Impact of procedural and patient-related risks on 1-year outcomes for patients treated with 1-month dual antiplatelet therapy followed by P2Y12 inhibitor monotherapy after biodegradable-polymer drug-eluting stent implantation
- PMID: 39822097
- DOI: 10.1007/s12928-025-01087-9
Impact of procedural and patient-related risks on 1-year outcomes for patients treated with 1-month dual antiplatelet therapy followed by P2Y12 inhibitor monotherapy after biodegradable-polymer drug-eluting stent implantation
Abstract
In clinical practice, the impact of procedural or patient-related risk factors on 1-year clinical outcomes in patients receiving 1-month of dual antiplatelet therapy (DAPT) followed by P2Y12 inhibitor monotherapy after contemporary percutaneous coronary intervention (PCI) remains unclear. Using data from the multi-center REIWA registry which included patients treated with thin-strut biodegradable polymer drug-eluting stent (BP-DES) and 1-month DAPT followed by P2Y12 inhibitor monotherapy, we assessed the primary endpoint (a composite of cardiovascular death, myocardial infarction, definite stent thrombosis, ischemic or hemorrhagic stroke, and major or minor bleeding) in patients with and without procedural (treatment of three vessels, three or more lesions, three or more stents, bifurcation with two stents, long stenting, and target of chronic total occlusion) and patient-related risk factor (renal insufficiency, anemia, peripheral vascular disease, prior or current history of heart failure and advanced age of ≥ 75 years). Among the 1,202 patients who underwent complete revascularization by PCI, 276 (23.0%) had at least one procedural factor and 510 (42.4%) had one or more patient-related risks. At the 1-year follow-up, there were no statistical differences in the primary endpoint between patients with and without procedural risk factors. However, patients with patient-related risk factors, particularly those with renal insufficiency, anemia, heart failure, or advanced age, had a significantly higher incidence of the primary endpoint. In conclusion, patient-related risk factors significantly affected the 1-year clinical outcomes after BP-DES implantation and 1-month DAPT followed by P2Y12 inhibitor monotherapy, whereas procedural risk factors had little impact.

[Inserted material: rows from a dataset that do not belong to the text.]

//! Application startup and lifecycle management.

use crate::config::{InvoicingConfig, StorageBackend};
use crate::handlers::{
    health_check, internal, invoices, metrics_endpoint, readiness_check, reminders,
};
use crate::services::{
    Clock, Database, EmailTransport, InvoiceService, InvoiceStatusMachine, InvoiceStore,
    LoggingChangeListener, MemoryStore, MockEmailTransport, OrganizationScopeAuthorizer,
    ReminderDispatcher, ReminderScheduler, SmtpTransport, SystemClock,
};
use axum::{
    middleware::from_fn,
    routing::{get, patch, post, put},
    Router,
};
use service_core::error::AppError;
use service_core::middleware::{metrics::metrics_middleware, tracing::request_id_middleware};
use std::net::SocketAddr;
use std::sync::Arc;
use std::time::Duration;
use tokio::net::TcpListener;
use tower_http::trace::TraceLayer;

/// Shared application state.
#[derive(Clone)]
pub struct AppState {
    pub config: Arc<InvoicingConfig>,
    pub store: Arc<dyn InvoiceStore>,
    pub transport: Arc<dyn EmailTransport>,
    pub clock: Arc<dyn Clock>,
    pub invoices: Arc<InvoiceService>,
    pub scheduler: Arc<ReminderScheduler>,
    pub dispatcher: Arc<ReminderDispatcher>,
}

impl AppState {
    /// Wire the core services over the given collaborators.
    pub fn new(
        config: InvoicingConfig,
        store: Arc<dyn InvoiceStore>,
        transport: Arc<dyn EmailTransport>,
        clock: Arc<dyn Clock>,
    ) -> Self {
        let authorizer = Arc::new(OrganizationScopeAuthorizer);

        let invoices = InvoiceService::new(
            store.clone(),
            authorizer.clone(),
            clock.clone(),
            Arc::new(LoggingChangeListener),
            InvoiceStatusMachine::new(config.invoicing.transition_policy),
            config.invoicing.currency.clone(),
        );
        let scheduler = ReminderScheduler::new(
            store.clone(),
            authorizer,
            clock.clone(),
            config.reminders.send_time,
        );
        let dispatcher = ReminderDispatcher::new(
            store.clone(),
            transport.clone(),
            clock.clone(),
            config.reminders.dispatcher_settings(),
        );

        Self {
            config: Arc::new(config),
            store,
            transport,
            clock,
            invoices: Arc::new(invoices),
            scheduler: Arc::new(scheduler),
            dispatcher: Arc::new(dispatcher),
        }
    }
}

pub fn router(state: AppState) -> Router {
    Router::new()
        .route("/health", get(health_check))
        .route("/ready", get(readiness_check))
        .route("/metrics", get(metrics_endpoint))
        .route("/invoices", post(invoices::create_invoice))
        .route("/invoices/:invoice_id", get(invoices::get_invoice))
        .route(
            "/invoices/:invoice_id/line-items",
            put(invoices::replace_line_items),
        )
        .route("/invoices/:invoice_id/status", patch(invoices::update_status))
        .route(
            "/invoices/:invoice_id/reminders",
            post(reminders::schedule_reminder).get(reminders::list_reminders),
        )
        .route(
            "/reminders/:reminder_id/cancel",
            post(reminders::cancel_reminder),
        )
        .route(
            "/internal/reminders/process",
            post(internal::process_reminders),
        )
        .route(
            "/internal/payments/confirmed",
            post(internal::payment_confirmed),
        )
        .layer(from_fn(metrics_middleware))
        .layer(TraceLayer::new_for_http())
        .layer(from_fn(request_id_middleware))
        .with_state(state)
}

/// Application container for managing server lifecycle.
pub struct Application {
    port: u16,
    listener: TcpListener,
    state: AppState,
}

impl Application {
    /// Build the application with the given configuration.
    pub async fn build(config: InvoicingConfig) -> Result<Self, AppError> {
        let store: Arc<dyn InvoiceStore> = match config.storage {
            StorageBackend::Postgres => {
                let db = Database::new(
                    &config.database.url,
                    config.database.max_connections,
                    config.database.min_connections,
                )
                .await
                .map_err(|e| {
                    tracing::error!("Failed to connect to PostgreSQL: {}", e);
                    AppError::from(e)
                })?;

                db.run_migrations().await.map_err(|e| {
                    tracing::error!("Failed to run database migrations: {}", e);
                    AppError::from(e)
                })?;

                Arc::new(db)
            }
            StorageBackend::Memory => {
                tracing::warn!("Using in-memory storage, data will not survive a restart");
                Arc::new(MemoryStore::new())
            }
        };

        let transport: Arc<dyn EmailTransport> = if config.smtp.enabled {
            match SmtpTransport::new(config.smtp.clone()) {
                Ok(transport) => {
                    tracing::info!("SMTP email transport initialized");
                    Arc::new(transport)
                }
                Err(e) => {
                    tracing::warn!("Failed to initialize SMTP transport: {}. Using mock.", e);
                    Arc::new(MockEmailTransport::new())
                }
            }
        } else {
            tracing::info!("SMTP transport disabled, using mock email transport");
            Arc::new(MockEmailTransport::new())
        };

        Self::build_with_components(config, store, transport, Arc::new(SystemClock)).await
    }

    /// Build over explicit collaborators. Port 0 binds a random port.
    pub async fn build_with_components(
        config: InvoicingConfig,
        store: Arc<dyn InvoiceStore>,
        transport: Arc<dyn EmailTransport>,
        clock: Arc<dyn Clock>,
    ) -> Result<Self, AppError> {
        let addr = SocketAddr::from(([0, 0, 0, 0], config.common.port));
        let listener = TcpListener::bind(addr).await.map_err(|e| {
            tracing::error!("Failed to bind HTTP listener to {}: {}", addr, e);
            AppError::from(e)
        })?;
        let port = listener.local_addr()?.port();

        tracing::info!("Invoicing service: HTTP on port {}", port);

        let state = AppState::new(config, store, transport, clock);

        Ok(Self {
            port,
            listener,
            state,
        })
    }

    /// Get the HTTP port the server is listening on.
    pub fn port(&self) -> u16 {
        self.port
    }

    pub fn state(&self) -> &AppState {
        &self.state
    }

    /// Serve until `shutdown` resolves. The in-process reminder poller, when
    /// configured, stops with the server.
    pub async fn run_until_stopped<F>(self, shutdown: F) -> std::io::Result<()>
    where
        F: std::future::Future<Output = ()> + Send + 'static,
    {
        let poller = self
            .state
            .config
            .reminders
            .poll_interval_secs
            .map(|secs| spawn_reminder_poller(self.state.dispatcher.clone(), secs));

        let result = axum::serve(self.listener, router(self.state))
            .with_graceful_shutdown(shutdown)
            .await;

        if let Some(handle) = poller {
            handle.abort();
        }

        result.map_err(|e| {
            tracing::error!("HTTP server error: {}", e);
            std::io::Error::other(format!("HTTP server error: {}", e))
        })
    }
}

/// Run the dispatcher on a fixed interval. Overlap with the cron trigger is
/// safe: each reminder is claimed before it is sent.
fn spawn_reminder_poller(
    dispatcher: Arc<ReminderDispatcher>,
    interval_secs: u64,
) -> tokio::task::JoinHandle<()> {
    tracing::info!(interval_secs = interval_secs, "Starting in-process reminder poller");
    tokio::spawn(async move {
        let mut interval = tokio::time::interval(Duration::from_secs(interval_secs));
        interval.set_missed_tick_behavior(tokio::time::MissedTickBehavior::Skip);
        loop {
            interval.tick().await;
            // Failures are logged and counted by the dispatcher itself.
            let _ = dispatcher.run().await;
        }
    })
}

Keywords: Coronary artery disease; Drug-eluting stent; Dual antiplatelet therapy; Percutaneous coronary intervention; Risk factor.
© 2025. The Author(s) under exclusive licence to Japanese Association of Cardiovascular Intervention and Therapeutics.
Conflict of interest statement
Declarations. Conflict of interest: Masaru Ishida has received lecture honoraria (BIOTRONIK Japan, Boston Scientific Japan, Daiichi-Sankyo, FUKUDA DENSHI, Japan Lifeline, Terumo Corporation). Takenori Ishisone has received lecture honoraria (Boston Scientific Japan, Daiichi-Sankyo, Japan Lifeline, Orbus Neich). Tomonori Itoh has received lecture honoraria (Daiichi Sankyo, Novartis). Yoshihiro Morino has received unrestricted research grants (Boston Scientific Japan, Japan Lifeline, Terumo) and lecture honoraria (Boston Scientific Japan, Daiichi-Sankyo, Terumo). None of the other authors have any conflicts of interest. IRB information: Iwate Medical University, IRB Committee reference No. MH2019-042.